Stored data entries
——————
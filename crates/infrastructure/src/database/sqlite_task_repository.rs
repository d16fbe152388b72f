use async_trait::async_trait;
use chrono::{DateTime, Utc};
use sqlx::{Row, SqlitePool};
use tracing::debug;

use taskmill_domain::entities::{
    HostMetricSample, NewTask, ProcessMetricSample, StatusCount, Task, TaskMetricRecord,
    TaskStatus,
};
use taskmill_domain::repositories::TaskRepository;
use taskmill_errors::SchedulerResult;

/// SQLite 任务仓储
pub struct SqliteTaskRepository {
    pool: SqlitePool,
}

impl SqliteTaskRepository {
    pub fn new(pool: SqlitePool) -> Self {
        Self { pool }
    }

    /// 创建嵌入式仓储：建立连接池并初始化表结构
    pub async fn new_embedded(database_url: &str) -> SchedulerResult<Self> {
        Self::new_with_pool_options(database_url, 5, 1, std::time::Duration::from_secs(30)).await
    }

    /// 按给定的连接池参数创建仓储
    pub async fn new_with_pool_options(
        database_url: &str,
        max_connections: u32,
        min_connections: u32,
        acquire_timeout: std::time::Duration,
    ) -> SchedulerResult<Self> {
        use sqlx::sqlite::{SqliteConnectOptions, SqlitePoolOptions};
        use std::str::FromStr;

        debug!("Creating SQLite task repository at: {}", database_url);

        let connect_options = SqliteConnectOptions::from_str(database_url)?
            .create_if_missing(true)
            .foreign_keys(true)
            .journal_mode(sqlx::sqlite::SqliteJournalMode::Wal);

        // 内存库的每个连接都是独立实例，固定单连接
        let max_connections = if database_url.contains(":memory:") {
            1
        } else {
            max_connections
        };

        let pool = SqlitePoolOptions::new()
            .max_connections(max_connections)
            .min_connections(min_connections.min(max_connections))
            .acquire_timeout(acquire_timeout)
            .connect_with(connect_options)
            .await?;

        Self::run_migrations(&pool).await?;

        Ok(Self { pool })
    }

    /// 初始化表结构
    async fn run_migrations(pool: &SqlitePool) -> SchedulerResult<()> {
        debug!("Running SQLite database migrations");

        sqlx::query(
            r#"
            CREATE TABLE IF NOT EXISTS tasks (
                id INTEGER PRIMARY KEY AUTOINCREMENT,
                job_name TEXT NOT NULL,
                command TEXT NOT NULL,
                interval_seconds INTEGER NOT NULL DEFAULT 0,
                status TEXT NOT NULL DEFAULT 'pending',
                created_at DATETIME NOT NULL,
                start_time DATETIME,
                end_time DATETIME,
                updated_at DATETIME NOT NULL
            )
            "#,
        )
        .execute(pool)
        .await?;

        sqlx::query(
            r#"
            CREATE TABLE IF NOT EXISTS task_metrics (
                id INTEGER PRIMARY KEY AUTOINCREMENT,
                task_id INTEGER NOT NULL,
                cpu_usage REAL NOT NULL,
                ram_usage REAL NOT NULL,
                disk_usage REAL NOT NULL,
                load_average REAL,
                gpu_usage REAL,
                recorded_at DATETIME NOT NULL,
                FOREIGN KEY (task_id) REFERENCES tasks(id) ON DELETE CASCADE
            )
            "#,
        )
        .execute(pool)
        .await?;

        let indexes = [
            "CREATE INDEX IF NOT EXISTS idx_tasks_status ON tasks(status)",
            "CREATE INDEX IF NOT EXISTS idx_task_metrics_task_id ON task_metrics(task_id)",
        ];
        for index_sql in indexes {
            sqlx::query(index_sql).execute(pool).await?;
        }

        Ok(())
    }

    fn row_to_task(row: &sqlx::sqlite::SqliteRow) -> SchedulerResult<Task> {
        let status: String = row.try_get("status")?;

        Ok(Task {
            id: row.try_get("id")?,
            job_name: row.try_get("job_name")?,
            command: row.try_get("command")?,
            interval_seconds: row.try_get("interval_seconds")?,
            status: status.parse::<TaskStatus>()?,
            created_at: row.try_get("created_at")?,
            start_time: row.try_get("start_time")?,
            end_time: row.try_get("end_time")?,
        })
    }

    fn row_to_metric(row: &sqlx::sqlite::SqliteRow) -> SchedulerResult<TaskMetricRecord> {
        Ok(TaskMetricRecord {
            task_id: row.try_get("task_id")?,
            cpu_usage: row.try_get("cpu_usage")?,
            ram_usage: row.try_get("ram_usage")?,
            disk_usage: row.try_get("disk_usage")?,
            load_average: row.try_get("load_average")?,
            gpu_usage: row.try_get("gpu_usage")?,
            recorded_at: row.try_get("recorded_at")?,
        })
    }
}

#[async_trait]
impl TaskRepository for SqliteTaskRepository {
    async fn insert(&self, task: &NewTask) -> SchedulerResult<i64> {
        let now = Utc::now();
        let result = sqlx::query(
            r#"
            INSERT INTO tasks (job_name, command, interval_seconds, status, created_at, updated_at)
            VALUES (?, ?, ?, 'pending', ?, ?)
            "#,
        )
        .bind(&task.job_name)
        .bind(&task.command)
        .bind(task.interval_seconds)
        .bind(now)
        .bind(now)
        .execute(&self.pool)
        .await?;

        Ok(result.last_insert_rowid())
    }

    async fn list(&self) -> SchedulerResult<Vec<Task>> {
        let rows = sqlx::query(
            r#"
            SELECT id, job_name, command, interval_seconds, status,
                   created_at, start_time, end_time
            FROM tasks
            ORDER BY id
            "#,
        )
        .fetch_all(&self.pool)
        .await?;

        rows.iter().map(Self::row_to_task).collect()
    }

    async fn get(&self, id: i64) -> SchedulerResult<Option<Task>> {
        let row = sqlx::query(
            r#"
            SELECT id, job_name, command, interval_seconds, status,
                   created_at, start_time, end_time
            FROM tasks
            WHERE id = ?
            "#,
        )
        .bind(id)
        .fetch_optional(&self.pool)
        .await?;

        row.as_ref().map(Self::row_to_task).transpose()
    }

    async fn delete(&self, id: i64) -> SchedulerResult<()> {
        sqlx::query("DELETE FROM tasks WHERE id = ?")
            .bind(id)
            .execute(&self.pool)
            .await?;
        Ok(())
    }

    async fn fetch_pending(&self) -> SchedulerResult<Vec<Task>> {
        let rows = sqlx::query(
            r#"
            SELECT id, job_name, command, interval_seconds, status,
                   created_at, start_time, end_time
            FROM tasks
            WHERE status IN ('pending', 'running')
            "#,
        )
        .fetch_all(&self.pool)
        .await?;

        rows.iter().map(Self::row_to_task).collect()
    }

    async fn update_status(&self, id: i64, status: TaskStatus) -> SchedulerResult<()> {
        sqlx::query("UPDATE tasks SET status = ?, updated_at = ? WHERE id = ?")
            .bind(status.as_str())
            .bind(Utc::now())
            .bind(id)
            .execute(&self.pool)
            .await?;
        Ok(())
    }

    async fn update_execution(
        &self,
        id: i64,
        start: DateTime<Utc>,
        end: DateTime<Utc>,
        status: TaskStatus,
    ) -> SchedulerResult<()> {
        sqlx::query(
            r#"
            UPDATE tasks
            SET start_time = ?, end_time = ?, status = ?, updated_at = ?
            WHERE id = ?
            "#,
        )
        .bind(start)
        .bind(end)
        .bind(status.as_str())
        .bind(Utc::now())
        .bind(id)
        .execute(&self.pool)
        .await?;
        Ok(())
    }

    async fn insert_host_metric(
        &self,
        task_id: i64,
        sample: &HostMetricSample,
    ) -> SchedulerResult<()> {
        sqlx::query(
            r#"
            INSERT INTO task_metrics
                (task_id, cpu_usage, ram_usage, disk_usage, load_average, gpu_usage, recorded_at)
            VALUES (?, ?, ?, ?, ?, ?, ?)
            "#,
        )
        .bind(task_id)
        .bind(sample.cpu_pct)
        .bind(sample.ram_pct)
        .bind(sample.disk_pct)
        .bind(sample.load1)
        .bind(sample.gpu_pct)
        .bind(sample.recorded_at)
        .execute(&self.pool)
        .await?;
        Ok(())
    }

    async fn insert_process_metric(
        &self,
        task_id: i64,
        sample: &ProcessMetricSample,
    ) -> SchedulerResult<()> {
        sqlx::query(
            r#"
            INSERT INTO task_metrics (task_id, cpu_usage, ram_usage, disk_usage, recorded_at)
            VALUES (?, ?, ?, ?, ?)
            "#,
        )
        .bind(task_id)
        .bind(sample.cpu_pct)
        .bind(sample.ram_pct)
        .bind(sample.disk_pct)
        .bind(sample.recorded_at)
        .execute(&self.pool)
        .await?;
        Ok(())
    }

    async fn fetch_metrics(&self, task_id: i64) -> SchedulerResult<Vec<TaskMetricRecord>> {
        let rows = sqlx::query(
            r#"
            SELECT task_id, cpu_usage, ram_usage, disk_usage, load_average, gpu_usage, recorded_at
            FROM task_metrics
            WHERE task_id = ?
            ORDER BY recorded_at
            "#,
        )
        .bind(task_id)
        .fetch_all(&self.pool)
        .await?;

        rows.iter().map(Self::row_to_metric).collect()
    }

    async fn count_by_status(&self) -> SchedulerResult<Vec<StatusCount>> {
        let rows = sqlx::query("SELECT status, COUNT(*) AS count FROM tasks GROUP BY status")
            .fetch_all(&self.pool)
            .await?;

        rows.iter()
            .map(|row| {
                Ok(StatusCount {
                    status: row.try_get("status")?,
                    count: row.try_get("count")?,
                })
            })
            .collect()
    }
}
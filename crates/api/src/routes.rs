use axum::{
    routing::{get, post},
    Router,
};
use std::sync::Arc;

use crate::handlers::{
    logs::{get_failed_logs, get_task_logs},
    tasks::{create_task, delete_task, get_stats, get_task, list_tasks},
};
use taskmill_domain::ports::LogStore;
use taskmill_domain::repositories::TaskRepository;

#[derive(Clone)]
pub struct AppState {
    pub task_repo: Arc<dyn TaskRepository>,
    pub log_store: Arc<dyn LogStore>,
}

pub fn create_routes(state: AppState) -> Router {
    Router::new()
        .route("/tasks", post(create_task).get(list_tasks))
        .route("/tasks/{id}", get(get_task).delete(delete_task))
        .route("/logs/{task_id}", get(get_task_logs))
        .route("/failed_logs", get(get_failed_logs))
        .route("/stats", get(get_stats))
        .with_state(state)
}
——————
REQUIRED ACTION →
Go line by line through the data above and report each one that holds the string "HostMetricSample".

EXERCISE RESULT →
    HostMetricSample, NewTask, ProcessMetricSample, StatusCount, Task, TaskMetricRecord,
        sample: &HostMetricSample,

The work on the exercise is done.